Talking Hands by Margalit Fox

Talking Hands is a book unlike any other. For the first time, a book for a popular readership takes a look at the mysterious and beautiful world of the signed languages of the deaf--and explains what they reveal about how all language, signed and spoken, works inside our heads. Written by a New York Times journalist originally trained as a linguist, the book combines the exciting popular science of Oliver Sacks and Steven Pinker with the lyrical prose of Tracy Kidder and John McPhee.

The narrative of Talking Hands takes readers to a place like nowhere else on earth: the village of Al-Sayyid (pronounced es-SAYY-id), a remote Bedouin community in Israel where everyone "speaks” sign language. There, as the result of an unusually high incidence of hereditary deafness, an indigenous sign language has sprung up entirely on its own, used by deaf and hearing villagers alike. At every hour of the day, in nearly every house in the village, in the fields and in the mosque, there are people talking in sign. A veritable island of the deaf, Al-Sayyid is a place that few outsiders have ever seen, and that no journalist has ever before reported on.

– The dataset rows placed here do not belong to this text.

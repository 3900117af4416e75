use http::header::{HeaderName, HeaderValue, InvalidHeaderValue};
use time::{Duration, OffsetDateTime};
use zeroize::Zeroizing;

use crate::secret::SecretString;

/// Safety margin applied to token expiry.
///
/// A token is reused only while at least this much of its lifetime remains,
/// so it cannot lapse between the validity check and the request using it.
pub const VALIDITY_MARGIN: Duration = Duration::seconds(60);

/// Header carrying the token on authenticated requests.
///
/// This is `Authentication`, not `Authorization`; servers of this protocol
/// expect the nonstandard name.
pub const AUTHENTICATION_HEADER: HeaderName = HeaderName::from_static("authentication");

/// Scheme prefix of the [`AUTHENTICATION_HEADER`] value.
pub const TOKEN_SCHEME: &str = "Token";

/// Token obtained from the authentication service.
#[derive(Debug, Clone)]
pub struct CachedToken {
    value: SecretString,
    expires_at: OffsetDateTime,
}

impl CachedToken {
    #[must_use]
    pub fn new(value: SecretString, expires_at: OffsetDateTime) -> Self {
        Self { value, expires_at }
    }

    #[must_use]
    pub fn value(&self) -> &SecretString {
        &self.value
    }

    #[must_use]
    pub fn expires_at(&self) -> OffsetDateTime {
        self.expires_at
    }

    /// `now + VALIDITY_MARGIN <= expires_at`
    #[must_use]
    pub fn is_valid_at(&self, now: OffsetDateTime) -> bool {
        now.checked_add(VALIDITY_MARGIN)
            .is_some_and(|deadline| deadline <= self.expires_at)
    }

    /// `Token <value>`, flagged sensitive so `http` never prints it.
    ///
    /// # Errors
    ///
    /// Returns an error if the token contains bytes not allowed in a header.
    pub fn header_value(&self) -> Result<HeaderValue, InvalidHeaderValue> {
        let raw = Zeroizing::new(format!("{TOKEN_SCHEME} {}", self.value.expose()));
        let mut value = HeaderValue::from_str(&raw)?;
        value.set_sensitive(true);
        Ok(value)
    }
}

#[cfg(test)]
#[cfg_attr(coverage_nightly, coverage(off))]
mod tests {
    use super::*;

    fn token_expiring_at(expires_at: OffsetDateTime) -> CachedToken {
        CachedToken::new(SecretString::new("TOKEN"), expires_at)
    }

    #[test]
    fn valid_until_margin_reached() {
        let t0 = OffsetDateTime::UNIX_EPOCH;
        let token = token_expiring_at(t0 + Duration::seconds(600));

        assert!(token.is_valid_at(t0));
        assert!(token.is_valid_at(t0 + Duration::seconds(539)));
        assert!(token.is_valid_at(t0 + Duration::seconds(540)));
        assert!(!token.is_valid_at(t0 + Duration::seconds(541)));
        assert!(!token.is_valid_at(t0 + Duration::seconds(600)));
    }

    #[test]
    fn short_lived_token_is_never_valid() {
        let t0 = OffsetDateTime::UNIX_EPOCH;
        let token = token_expiring_at(t0 + Duration::seconds(30));
        assert!(!token.is_valid_at(t0));
    }

    #[test]
    fn header_value_uses_token_scheme() {
        let token = token_expiring_at(OffsetDateTime::UNIX_EPOCH);
        let value = token.header_value().unwrap();
        assert_eq!(value.to_str().unwrap(), "Token TOKEN");
        assert!(value.is_sensitive());
        assert_eq!(AUTHENTICATION_HEADER.as_str(), "authentication");
    }

    #[test]
    fn header_value_rejects_control_characters() {
        let token = CachedToken::new(SecretString::new("bad\ntoken"), OffsetDateTime::UNIX_EPOCH);
        assert!(token.header_value().is_err());
    }

    #[test]
    fn debug_hides_value() {
        let token = CachedToken::new(SecretString::new("s3cr3t"), OffsetDateTime::UNIX_EPOCH);
        assert!(!format!("{token:?}").contains("s3cr3t"));
    }
}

Until now, no one has attempted to decode the mysterious sign language of the village. Talking Hands follows an international team of scientists, two from America and two from Israel, as they set out to decipher this remarkable language. Because the sign language of Al-Sayyid has arisen completely on its own, outside the influence of any other language, it offers a living demonstration of the “language instinct,” man’s inborn capacity to create language from thin air.

If the researchers can decode this language–if they can isolate the elements that make the village sign language a language–they will have helped identify the ingredients essential to all human language, signed and spoken. And in so doing, they will have illuminated fundamental, long-sought truths about how all language works in the human mind. But as Talking Hands grippingly shows, their work is also a race against time, because the unique language of the village may already be endangered.

Besides chronicling the work in Al-Sayyid, Talking Hands offers a fascinating introduction to sign language around the world, from American Sign Language to Israeli Sign Language to British Sign Language and many more. In lively, accessible prose, the book explains why signed languages--languages as beautiful, vital and emphatically human any other--are today at the heart of some of the most exciting developments in cognitive science. In short, Talking Hands will captivate anyone interested in language, the human mind and journeys to exotic places.